Verified all indices cleared with the following. With it all claiming to be cleared out I've re-shipped the updates that were prepared in the june 20th dataset.

for dc in eqiad codfw; do 
  for port in 9{2,4,6}43; do
   echo -n "https://search.svc.$dc.wmnet:$port/ : "
    curl -s https://search.svc.$dc.wmnet:$port/_search -H 'Content-Type: application/json' -d '{"query":{"match":{"weighted_tags": "recommendation.image/exists"}}}' | jq .hits.total
  done
done

outputs:

https://search.svc.eqiad.wmnet:9243/ : 0
https://search.svc.eqiad.wmnet:9443/ : 0
https://search.svc.eqiad.wmnet:9643/ : 0
https://search.svc.codfw.wmnet:9243/ : 0
https://search.svc.codfw.wmnet:9443/ : 0
https://search.svc.codfw.wmnet:9643/ : 0

Thanks @EBernhardson!

@Cparle another issue, perhaps deserving a separate task, is that some articles with infoboxes are returned in the hasrecommendation:image results.

For example, this https://en.wikipedia.org/wiki/Red_wine article has an infobox, and an image is in the infobox.
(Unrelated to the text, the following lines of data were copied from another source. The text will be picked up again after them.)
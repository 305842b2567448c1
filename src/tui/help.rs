use ratatui::{
    layout::Rect,
    style::Color,
    style::Style,
    text::{Line, Span},
    widgets::{Block, Borders, Clear, Paragraph},
    Frame,
};

fn key_line(key: &'static str, action: &'static str) -> Line<'static> {
    Line::from(vec![
        Span::raw("  "),
        Span::styled(format!("{key:<12}"), Style::default().fg(Color::Magenta)),
        Span::raw(action),
    ])
}

pub fn draw_help(area: Rect, f: &mut Frame) {
    let p = Paragraph::new(vec![
        Line::from("Keybinds:"),
        key_line("q / Ctrl-C", "Quit"),
        key_line("1 2 3", "Go to a completed stage"),
        key_line("n", "Advance (starts the project on the input stage)"),
        key_line("r", "Restart after a failure or a finished session"),
        key_line("?", "Toggle this help"),
        Line::from(""),
        Line::from("Input stage:"),
        key_line("↑/↓", "Select field"),
        key_line("Enter", "Edit text field / confirm"),
        key_line("Esc", "Cancel edit"),
        key_line("←/→", "Change clustering method or solver"),
        Line::from(""),
        Line::from("Clustering stage:"),
        key_line("[ / ]", "Previous / next cluster"),
        key_line("←/→", "Prices table page"),
        key_line(", / .", "Elasticities table page"),
        Line::from(""),
        Line::from("Results stage:"),
        key_line("←/→", "Previous / next page"),
        key_line("g", "Go to page (type number, Enter)"),
        key_line("a s d", "Sort by product / price / cluster (again to reverse)"),
        key_line("v", "Toggle simulated price variants"),
        key_line("e / c", "Export JSON / CSV into the project folder"),
    ])
    .block(Block::default().borders(Borders::ALL).title("Help"));
    f.render_widget(Clear, area);
    f.render_widget(p, area);
}
use crate::model::{
    ClusterRecord, ClusteringMethod, InfoEvent, ProjectInputs, SessionReport, SolverType, Stage,
    WizardEvent, WizardSnapshot,
};
use crate::results::{page_size_for_height, Pager, ResultsView};

#[derive(Debug, Clone, Copy, PartialEq, Eq)]
pub enum FormField {
    ProjectName,
    ApiKey,
    Clustering,
    Solver,
    Prices,
    Elasticities,
}

impl FormField {
    pub const ALL: [FormField; 6] = [
        FormField::ProjectName,
        FormField::ApiKey,
        FormField::Clustering,
        FormField::Solver,
        FormField::Prices,
        FormField::Elasticities,
    ];

    pub fn label(self) -> &'static str {
        match self {
            FormField::ProjectName => "Project name",
            FormField::ApiKey => "API key",
            FormField::Clustering => "Clustering method",
            FormField::Solver => "Solver",
            FormField::Prices => "Prices file",
            FormField::Elasticities => "Elasticities file",
        }
    }

    pub fn is_choice(self) -> bool {
        matches!(self, FormField::Clustering | FormField::Solver)
    }
}

fn cycle<T: Copy + PartialEq>(all: &[T], current: Option<T>, forward: bool) -> Option<T> {
    let n = all.len();
    if n == 0 {
        return None;
    }
    let next = match current.and_then(|c| all.iter().position(|v| *v == c)) {
        None if forward => 0,
        None => n - 1,
        Some(i) if forward => (i + 1) % n,
        Some(i) => (i + n - 1) % n,
    };
    all.get(next).copied()
}

/// Editable copy of the stage-0 inputs.
#[derive(Debug, Clone, Default)]
pub struct InputForm {
    pub inputs: ProjectInputs,
    pub focus: usize,
    /// `Some` while a text field is being edited; holds the pending buffer.
    pub editing: Option<String>,
}

impl InputForm {
    pub fn new(inputs: ProjectInputs) -> Self {
        Self {
            inputs,
            ..Default::default()
        }
    }

    pub fn focused(&self) -> FormField {
        FormField::ALL[self.focus % FormField::ALL.len()]
    }

    pub fn focus_next(&mut self) {
        self.focus = (self.focus + 1) % FormField::ALL.len();
    }

    pub fn focus_prev(&mut self) {
        self.focus = (self.focus + FormField::ALL.len() - 1) % FormField::ALL.len();
    }

    pub fn value(&self, field: FormField) -> String {
        let i = &self.inputs;
        match field {
            FormField::ProjectName => i.project_name.clone(),
            FormField::ApiKey if i.api_key.is_empty() => String::new(),
            FormField::ApiKey => "•".repeat(i.api_key.chars().count().min(16)),
            FormField::Clustering => i
                .clustering_method
                .map(|m| m.display_name().to_string())
                .unwrap_or_default(),
            FormField::Solver => i
                .solver_type
                .map(|s| s.display_name().to_string())
                .unwrap_or_default(),
            FormField::Prices => i.prices_source.clone(),
            FormField::Elasticities => i.elasticities_source.clone(),
        }
    }

    fn text_mut(&mut self, field: FormField) -> Option<&mut String> {
        let i = &mut self.inputs;
        match field {
            FormField::ProjectName => Some(&mut i.project_name),
            FormField::ApiKey => Some(&mut i.api_key),
            FormField::Prices => Some(&mut i.prices_source),
            FormField::Elasticities => Some(&mut i.elasticities_source),
            FormField::Clustering | FormField::Solver => None,
        }
    }

    /// Enter edit mode on the focused text field.
    pub fn begin_edit(&mut self) -> bool {
        let field = self.focused();
        match self.text_mut(field) {
            Some(current) => {
                let buffer = current.clone();
                self.editing = Some(buffer);
                true
            }
            None => false,
        }
    }

    /// Leave edit mode, keeping the buffer. Returns whether the inputs changed.
    pub fn commit_edit(&mut self) -> bool {
        let Some(buffer) = self.editing.take() else {
            return false;
        };
        let field = self.focused();
        match self.text_mut(field) {
            Some(target) if *target != buffer => {
                *target = buffer;
                true
            }
            _ => false,
        }
    }

    pub fn cancel_edit(&mut self) {
        self.editing = None;
    }

    /// Cycle the focused choice field. Returns whether the inputs changed.
    pub fn cycle_choice(&mut self, forward: bool) -> bool {
        match self.focused() {
            FormField::Clustering => {
                self.inputs.clustering_method = cycle(
                    &ClusteringMethod::ALL,
                    self.inputs.clustering_method,
                    forward,
                );
                true
            }
            FormField::Solver => {
                self.inputs.solver_type =
                    cycle(&SolverType::ALL, self.inputs.solver_type, forward);
                true
            }
            _ => false,
        }
    }
}

/// Cluster browsing state. `selected` follows the loaded record; a requested
/// cluster stays in `pending` until the controller delivers or rejects it.
#[derive(Debug, Clone)]
pub struct ClusterBrowser {
    pub count: u32,
    pub selected: u32,
    pub pending: Option<u32>,
    pub record: Option<ClusterRecord>,
    pub prices: Pager,
    pub elasticities: Pager,
}

impl Default for ClusterBrowser {
    fn default() -> Self {
        Self {
            count: 0,
            selected: 1,
            pending: None,
            record: None,
            prices: Pager::new(0, 4),
            elasticities: Pager::new(0, 4),
        }
    }
}

impl ClusterBrowser {
    /// The adjacent cluster index in the given direction, if there is one.
    pub fn neighbour(&self, forward: bool) -> Option<u32> {
        let from = self.pending.unwrap_or(self.selected);
        if forward && from < self.count {
            Some(from + 1)
        } else if !forward && from > 1 {
            Some(from - 1)
        } else {
            None
        }
    }

    pub fn select(&mut self, index: u32) {
        self.pending = Some(index);
    }

    pub fn load(&mut self, record: ClusterRecord) {
        self.pending = None;
        self.selected = record.index;
        let size = self.prices.page_size();
        self.prices = Pager::new(record.prices.len(), size);
        self.elasticities = Pager::new(record.elasticities.len(), size);
        self.record = Some(record);
    }

    pub fn fit_height(&mut self, height: u16) {
        let size = page_size_for_height(height);
        self.prices.set_page_size(size);
        self.elasticities.set_page_size(size);
    }
}

pub struct UiState {
    pub snapshot: Option<WizardSnapshot>,
    pub form: InputForm,
    pub clusters: ClusterBrowser,
    pub report: Option<SessionReport>,
    pub results: Option<ResultsView>,
    pub results_page_size: usize,
    /// Digits typed after `g` on the results page.
    pub page_input: Option<String>,
    pub show_variants: bool,
    pub show_help: bool,
    pub info: String,
    pub last_exported_path: Option<String>,
}

impl UiState {
    pub fn new(seed: ProjectInputs, results_page_size: usize) -> Self {
        Self {
            snapshot: None,
            form: InputForm::new(seed),
            clusters: ClusterBrowser::default(),
            report: None,
            results: None,
            results_page_size,
            page_input: None,
            show_variants: true,
            show_help: false,
            info: String::new(),
            last_exported_path: None,
        }
    }

    pub fn current_stage(&self) -> Stage {
        self.snapshot
            .as_ref()
            .map(|s| s.current)
            .unwrap_or(Stage::Input)
    }

    pub fn apply_event(&mut self, ev: WizardEvent) {
        match ev {
            WizardEvent::StateChanged(snapshot) => {
                if self.snapshot.is_none() {
                    self.form = InputForm::new(snapshot.project.inputs.clone());
                }
                self.snapshot = Some(*snapshot);
            }
            WizardEvent::ClustersDiscovered { count } => {
                self.clusters.count = count;
                self.info = format!("{count} clusters found");
            }
            WizardEvent::ClusterLoaded(record) => self.clusters.load(*record),
            WizardEvent::ResultsReady(report) => {
                self.results = Some(ResultsView::from_report(&report, self.results_page_size));
                self.info = format!("{} result rows loaded", report.rows.len());
                self.report = Some(*report);
            }
            WizardEvent::Failed(failure) => {
                self.clusters.pending = None;
                self.info = format!(
                    "{} failed: {} (press r to restart)",
                    failure.stage.label(),
                    failure.error
                );
            }
            WizardEvent::Info(InfoEvent::Restarted) => {
                // The next snapshot belongs to a fresh session; reseed the form from it.
                self.snapshot = None;
                self.clusters = ClusterBrowser::default();
                self.report = None;
                self.results = None;
                self.page_input = None;
                self.info = InfoEvent::Restarted.to_message();
            }
            WizardEvent::Info(InfoEvent::Rejected(reason)) => {
                // The requested cluster will not arrive; keep showing the loaded one.
                self.clusters.pending = None;
                self.info = reason;
            }
            WizardEvent::Info(info) => self.info = info.to_message(),
        }
    }
}

#[cfg(test)]
mod tests {
    use super::*;

    #[test]
    fn choice_fields_cycle_both_ways() {
        let mut form = InputForm::default();
        form.focus = 2;
        assert!(form.cycle_choice(true));
        assert_eq!(
            form.inputs.clustering_method,
            Some(ClusteringMethod::KernighanLin)
        );
        form.cycle_choice(true);
        form.cycle_choice(true);
        assert_eq!(
            form.inputs.clustering_method,
            Some(ClusteringMethod::KernighanLin)
        );
        form.focus_next();
        form.cycle_choice(false);
        assert_eq!(form.inputs.solver_type, Some(SolverType::Exact));
    }

    #[test]
    fn text_edit_commits_buffer() {
        let mut form = InputForm::default();
        assert!(form.begin_edit());
        form.editing.as_mut().unwrap().push_str("demo");
        assert!(form.commit_edit());
        assert_eq!(form.inputs.project_name, "demo");

        form.focus = 2;
        assert!(!form.begin_edit());
    }

    #[test]
    fn api_key_is_masked() {
        let form = InputForm::new(ProjectInputs {
            api_key: "abc".into(),
            ..Default::default()
        });
        assert_eq!(form.value(FormField::ApiKey), "•••");
    }

    #[test]
    fn cluster_change_resets_pages() {
        let mut browser = ClusterBrowser::default();
        browser.count = 3;
        browser.load(ClusterRecord {
            index: 1,
            metrics: Default::default(),
            prices: Vec::new(),
            elasticities: Vec::new(),
        });
        browser.prices.set_total(40);
        browser.prices.jump(5);
        let next = browser.neighbour(true).unwrap();
        browser.select(next);
        assert_eq!(browser.pending, Some(2));
        assert_eq!(browser.record.as_ref().map(|r| r.index), Some(1));
        browser.load(ClusterRecord {
            index: next,
            metrics: Default::default(),
            prices: Vec::new(),
            elasticities: Vec::new(),
        });
        assert_eq!(browser.prices.page(), 1);
        assert_eq!(browser.selected, 2);
        assert_eq!(browser.pending, None);
        assert_eq!(browser.neighbour(false), Some(1));
    }

    #[test]
    fn rejected_selection_keeps_loaded_cluster() {
        let mut state = UiState::new(ProjectInputs::default(), 10);
        state.apply_event(WizardEvent::ClustersDiscovered { count: 3 });
        state.apply_event(WizardEvent::ClusterLoaded(Box::new(ClusterRecord {
            index: 1,
            metrics: Default::default(),
            prices: Vec::new(),
            elasticities: Vec::new(),
        })));
        state.clusters.select(2);
        state.apply_event(WizardEvent::Info(InfoEvent::Rejected(
            "a computation is already running".into(),
        )));

        assert_eq!(state.clusters.pending, None);
        assert_eq!(state.clusters.selected, 1);
        assert_eq!(state.clusters.record.as_ref().map(|r| r.index), Some(1));
        assert_eq!(state.info, "a computation is already running");
    }
}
IIRC, in the initial batch of recommendations loaded into the search index for use with the old API, the algorithm excluded articles with infoboxes. Is that no longer the case?

Thanks @EBernhardson!

@Cparle another issue, perhaps deserving a separate task, is that some articles with infoboxes are returned in the hasrecommendation:image results.

For example, this https://en.wikipedia.org/wiki/Red_wine article has an infobox, and an image is in the infobox. IIRC, in the initial batch of recommendations loaded into the search index for use with the old API, the algorithm excluded articles with infoboxes. Is that no longer the case?

I believe infobox filtering was done on the client side in T291232?

Thanks @EBernhardson!

@Cparle another issue, perhaps deserving a separate task, is that some articles with infoboxes are returned in the hasrecommendation:image results.

For example, this https://en.wikipedia.org/wiki/Red_wine article has an infobox, and an image is in the infobox. IIRC, in the initial batch of recommendations loaded into the search index for use with the old API, the algorithm excluded articles with infoboxes. Is that no longer the case?

I believe infobox filtering was done on the client side in T291232?

Oh sorry, that is my mistake. Thanks for the pointer to T291232. What we ended up doing is using a combined search of hasrecommendation:image -hastemplatecollection:infobox to get articles with image suggestions that don't have the set of community-defined infobox templates.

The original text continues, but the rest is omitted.